■ DESCRIPTION OF THE TASK: Below are entries; copy exactly the lines from the one with "-> Result<(ResponseBody, StatusCode)>" through the one with "if status.is_client_error() ||", both included, and leave out the rest.

Collected data entries:
<<<<

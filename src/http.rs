//! HTTP request helper for the hosting API.
//!
//! Every call issues exactly one request: no retries, no caching. The client
//! carries the user agent and bearer token as default headers, so headers set
//! on an [`ApiRequest`] replace them when both name the same header.
//!
//! Response bodies are decoded in a fixed order:
//! 1. status 204 or `content-length: 0` gives [`ResponseBody::Empty`]
//! 2. a body that parses as JSON gives [`ResponseBody::Json`]
//! 3. anything else is kept as [`ResponseBody::Raw`]
//!
//! Any 4xx/5xx status becomes [`MetadataError::Request`], unless the caller
//! asked for a plain success flag through [`HttpClient::succeeds`].

use crate::error::{MetadataError, Result};
use crate::settings::Settings;
use reqwest::header::{AUTHORIZATION, CONTENT_LENGTH, HeaderMap, HeaderName, HeaderValue};
use reqwest::{Method, StatusCode};
use serde::de::DeserializeOwned;
use serde_json::Value;
use std::fmt;

/// Decoded response body
#[derive(Debug, Clone, PartialEq)]
pub enum ResponseBody {
    Empty,
    Json(Value),
    Raw(Vec<u8>),
}

impl ResponseBody {
    /// Decode a body given the response status and `content-length` header
    pub fn decode(status: StatusCode, content_length: Option<&str>, bytes: &[u8]) -> Self {
        if status == StatusCode::NO_CONTENT || content_length == Some("0") {
            return ResponseBody::Empty;
        }

        match serde_json::from_slice(bytes) {
            Ok(value) => ResponseBody::Json(value),
            Err(_) => ResponseBody::Raw(bytes.to_vec()),
        }
    }

    /// The JSON value, if the body decoded as JSON
    pub fn into_json(self) -> Option<Value> {
        match self {
            ResponseBody::Json(value) => Some(value),
            _ => None,
        }
    }
}

impl fmt::Display for ResponseBody {
    fn fmt(&self, f: &mut fmt::Formatter<'_>) -> fmt::Result {
        match self {
            ResponseBody::Empty => write!(f, "null"),
            ResponseBody::Json(value) => write!(f, "{}", value),
            ResponseBody::Raw(bytes) => write!(f, "{{\"body\": {:?}}}", String::from_utf8_lossy(bytes)),
        }
    }
}

/// One request against the API host
#[derive(Debug, Clone)]
pub struct ApiRequest {
    pub method: Method,
    pub uri: String,
    pub query: Vec<(String, String)>,
    pub headers: HeaderMap,
    pub body: Option<Value>,
}

impl ApiRequest {
    pub fn new(method: Method, uri: impl Into<String>) -> Self {
        Self {
            method,
            uri: uri.into(),
            query: Vec::new(),
            headers: HeaderMap::new(),
            body: None,
        }
    }

    pub fn get(uri: impl Into<String>) -> Self {
        Self::new(Method::GET, uri)
    }

    pub fn query(mut self, key: impl Into<String>, value: impl Into<String>) -> Self {
        self.query.push((key.into(), value.into()));
        self
    }

    pub fn header(mut self, name: HeaderName, value: HeaderValue) -> Self {
        self.headers.insert(name, value);
        self
    }

    /// Attach a JSON body (sets `Content-Type: application/json`)
    pub fn json(mut self, body: Value) -> Self {
        self.body = Some(body);
        self
    }
}

/// Authenticated client for the hosting API
#[derive(Clone)]
pub struct HttpClient {
    client: reqwest::Client,
    base_url: String,
}

impl HttpClient {
    pub fn new(settings: &Settings) -> Result<Self> {
        let mut auth = HeaderValue::from_str(&format!("Bearer {}", settings.token))?;
        auth.set_sensitive(true);

        let mut default_headers = HeaderMap::new();
        default_headers.insert(AUTHORIZATION, auth);

        let client = reqwest::Client::builder()
            .timeout(settings.timeout)
            .user_agent(settings.user_agent.clone())
            .default_headers(default_headers)
            .danger_accept_invalid_certs(!settings.verify_certificates)
            .build()?;

        Ok(Self {
            client,
            base_url: settings.base_url.clone(),
        })
    }

    /// Absolute URL for a request URI
    pub fn url_for(&self, uri: &str) -> String {
        format!("{}{}", self.base_url, uri)
    }

    async fn send(&self, request: &ApiRequest) -> Result<reqwest::Response> {
        // request bodies may be large, only the method and URI are logged
        tracing::info!("Making HTTP request: {} {}", request.method, request.uri);

        let mut builder = self
            .client
            .request(request.method.clone(), self.url_for(&request.uri))
            .headers(request.headers.clone());

        if !request.query.is_empty() {
            builder = builder.query(&request.query);
        }
        if let Some(body) = &request.body {
            builder = builder.json(body);
        }

        Ok(builder.send().await?)
    }

    /// Send a request and return the decoded body with its status code.
    ///
    /// # Errors
    ///
    /// Returns [`MetadataError::Request`] on any 4xx/5xx status.
    pub async fn request_with_status(
        &self,
        request: &ApiRequest,
    ) -> Result<(ResponseBody, StatusCode)> {
        let response = self.send(request).await?;

        let status = response.status();
        let reason = status.canonical_reason().unwrap_or_default().to_string();
        let url = response.url().to_string();
        let content_length = response
            .headers()
            .get(CONTENT_LENGTH)
            .and_then(|v| v.to_str().ok())
            .map(str::to_owned);
        let bytes = response.bytes().await?;
        let body = ResponseBody::decode(status, content_length.as_deref(), &bytes);

        tracing::info!("HTTP response: {} {}", status.as_u16(), reason);
        tracing::debug!("HTTP response body: {}", body);

        if status.is_client_error() || status.is_server_error() {
            return Err(MetadataError::Request {
                url,
                status: status.as_u16(),
                reason,
                body,
            });
        }

        Ok((body, status))
    }

    /// Send a request and return the decoded body
    pub async fn request(&self, request: &ApiRequest) -> Result<ResponseBody> {
        let (body, _) = self.request_with_status(request).await?;
        Ok(body)
    }

    /// Send a request and report only whether it succeeded.
    ///
    /// Error statuses yield `Ok(false)`; transport failures still propagate.
    pub async fn succeeds(&self, request: &ApiRequest) -> Result<bool> {
        let response = self.send(request).await?;
        let status = response.status();
        tracing::info!(
            "HTTP response: {} {}",
            status.as_u16(),
            status.canonical_reason().unwrap_or_default()
        );
        Ok(!(status.is_client_error() || status.is_server_error()))
    }

    /// Send a request and deserialize its JSON body into `T`
    pub async fn get_json<T: DeserializeOwned>(
        &self,
        request: &ApiRequest,
        expected: &'static str,
    ) -> Result<T> {
        let body = self.request(request).await?;
        let value = body.into_json().ok_or_else(|| MetadataError::UnexpectedBody {
            url: self.url_for(&request.uri),
            expected,
        })?;
        Ok(serde_json::from_value(value)?)
    }
}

>>>>

■ SOLUTION TO THE EXERCISE:
    ) -> Result<(ResponseBody, StatusCode)> {
        let response = self.send(request).await?;

        let status = response.status();
        let reason = status.canonical_reason().unwrap_or_default().to_string();
        let url = response.url().to_string();
        let content_length = response
            .headers()
            .get(CONTENT_LENGTH)
            .and_then(|v| v.to_str().ok())
            .map(str::to_owned);
        let bytes = response.bytes().await?;
        let body = ResponseBody::decode(status, content_length.as_deref(), &bytes);

        tracing::info!("HTTP response: {} {}", status.as_u16(), reason);
        tracing::debug!("HTTP response body: {}", body);

        if status.is_client_error() || status.is_server_error() {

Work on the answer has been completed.